# About this task
Go from the first line below to the one with "filename crates/taskpool-core/src/lib.rs" and print each line exactly.

Stored data
################
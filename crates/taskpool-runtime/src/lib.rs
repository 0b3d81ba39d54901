//! OS-thread runtime for the task pool scheduler: workers, the pool,
//! thread-local worker affinity, and per-worker parking.
//!
//! Layered on [`taskpool_core`], which contributes the platform-agnostic
//! [`taskpool_core::FixedTask`] queue element and
//! [`taskpool_core::RingQueue`]. This crate adds everything that needs
//! an OS thread: [`worker::Worker`], [`pool::Pool`], the thread-local
//! "current worker id" in [`tls`], and the [`process`] facade built atop
//! both.

mod config;
mod error;
mod parker;
mod pool;
mod process;
mod tls;
mod trace;
mod worker;

pub use config::{PoolOptions, DEFAULT_QUEUE_CAPACITY};
pub use error::{ConfigError, PoolError, QueueFull};
pub use pool::Pool;
pub use process::{process, JoinHandle};
pub use tls::current_worker_id;
pub use trace::{Trace, TraceEvent};
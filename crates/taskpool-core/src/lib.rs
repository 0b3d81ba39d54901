//! Platform-agnostic building blocks for the task pool scheduler.
//!
//! This crate has no threads and makes no OS calls. It contains only the
//! data structures shared by every runtime on top of it:
//!
//! - [`task`]: a fixed-size, type-erased, move-only nullary callable.
//! - [`queue`]: a bounded lock-free MPMC ring buffer of such callables.
//! - [`error`]: the error taxonomy for both.
//! - [`constants`]: sizes and sentinels shared across the crate family.

pub mod constants;
pub mod error;
pub mod queue;
pub mod task;

pub use error::{EmptyCallable, QueueError};
pub use queue::RingQueue;
pub use task::FixedTask;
################
# Response to the exercise
filename crates/taskpool-runtime/src/lib.rs
repository 0b3d81ba39d54901
//! OS-thread runtime for the task pool scheduler: workers, the pool,
//! thread-local worker affinity, and per-worker parking.
//!
//! Layered on [`taskpool_core`], which contributes the platform-agnostic
//! [`taskpool_core::FixedTask`] queue element and
//! [`taskpool_core::RingQueue`]. This crate adds everything that needs
//! an OS thread: [`worker::Worker`], [`pool::Pool`], the thread-local
//! "current worker id" in [`tls`], and the [`process`] facade built atop
//! both.

mod config;
mod error;
mod parker;
mod pool;
mod process;
mod tls;
mod trace;
mod worker;

pub use config::{PoolOptions, DEFAULT_QUEUE_CAPACITY};
pub use error::{ConfigError, PoolError, QueueFull};
pub use pool::Pool;
pub use process::{process, JoinHandle};
pub use tls::current_worker_id;
pub use trace::{Trace, TraceEvent};
filename crates/taskpool-core/src/lib.rs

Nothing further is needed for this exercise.